What you have to do is minimize your risk. So when you choose your mutual fund according to what we learned previously, you know you can choose your fund more comfortably. If a Fund has outperformed the S&P 500 for the last 10-20 years, chances are it will continue (not guaranteed of course). When you start investing, there will be some volatility (you will have some really up years, some OK years, and some down ones. By choosing long term funds, making sure the expenses are low (like less than 1%), and diversifying (across growth funds, income funds, international funds, real estate funds, etc.) you will position yourself to be quite successful.




-What is a good amount to invest in for mutuals?


Most funds have "requirements" for initial entry (usually between $1000-$10000) unless you work for a Corporation or other business with a 401(k). I usually think the 401(k) is the best to start with because it's pretty diversified. (Plus the company throws in extra money too). The IRA is what you use if you have even more money to put away. You'll again have to check Morningstar.com or a company's website for more information.
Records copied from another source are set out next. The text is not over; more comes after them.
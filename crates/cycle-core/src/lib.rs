//! cycle-core: stable foundation for the gas-turbine cycle engine.
//!
//! Contains:
//! - units (uom SI types + constructors)
//! - numeric (Real + tolerances + float helpers)
//! - ids (stable compact IDs for graph/model objects)
//! - error (shared error types)

pub mod error;
pub mod ids;
pub mod numeric;
pub mod units;

// Re-exports: nice ergonomics for downstream crates
pub use error::{TfError, TfResult};
pub use ids::*;
pub use numeric::*;
pub use units::*;
//! cycle-fluids: ideal-gas working-fluid models for the thermodynamic cycle.
//!
//! Provides:
//! - The [`WorkFluid`] species (ambient air, kerosene combustion products,
//!   natural-gas combustion products) with piecewise and bilinearly
//!   interpolated c_p(T, alpha) correlations.
//! - Compressible gas-dynamic functions of reduced velocity (`a_cr`,
//!   `tau_lam`, `pi_lam`, `eps_lam`) used by the inlet/outlet/nozzle units.
//! - An enthalpy-balance mixing routine for combining two gas streams.
//!
//! # Example
//!
//! ```
//! use cycle_fluids::WorkFluid;
//!
//! let air = WorkFluid::AmbientAir;
//! let cp = air.c_p(400.0, 1.0);
//! let k = air.k(400.0, 1.0);
//! assert!(cp > 0.0 && k > 1.0);
//! ```

pub mod error;
pub mod gas_dynamics;
pub mod mixing;
pub mod work_fluid;

pub use error::{FluidError, FluidResult};
pub use mixing::mix_temperature;
pub use work_fluid::{WorkFluid, T_REF};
Please Keep your questions and comments coming. See you next week.

--Charles

Saturday, December 02, 2006

You Can't?

Certainly, you've heard the following:

"You can't get wealthy working for someone else, so go into business for yourself."

You often hear that statement at forums led by savvy business people, and as you look around you're compelled to nod and agree with the others in the audience.

I would caution my dear readers to take that statement and analyze it very carefully and understand how mislead this statement can become. Oftentimes this statement is "supported" by the logic that since the person who writes your check is "more wealthy than you are," then you cannot make any money working for a business or Corporation. Young professionals who enter high-stress, high-paying jobs like investment banking do quite well and can amass a large amount of capital in a very short period of time (that is, if you're in a rush to make a lot of money).

I wonder how they reconcile this with the fact that the people who work for them who also desire to be rich. Using this logic, few would work for anyone--after all, most people want to be wealthy, right? That being said, I do realize their point. In many cases there are instances where working for yourself is more rewarding than working for someone else, especially if you have a skill that would make you successful as a sole proprietorship.

However, because there are many ways to become wealthy, I suggest you do what works for you! If you are working in a public corporation, chances are the company offers revenue-sharing programs, dividends, and offer 401(k) programs in which the company will match your contributions up to a certain percentage or dollar amount. In the end (given that the company is relatively stable, low-turnover workforce) you can end up being quite wealth at a young age, given that you invest your money in a proper way.

So its very possible to retire while "working for someone else," it's just highly-dependent on your industry and what you consider "wealthy," which can mean different things to different people. So if you hear that statement, remember to ask yourself if you have a "job" or a "career." And if you can swing it, you can always supplement your income with a job on the side!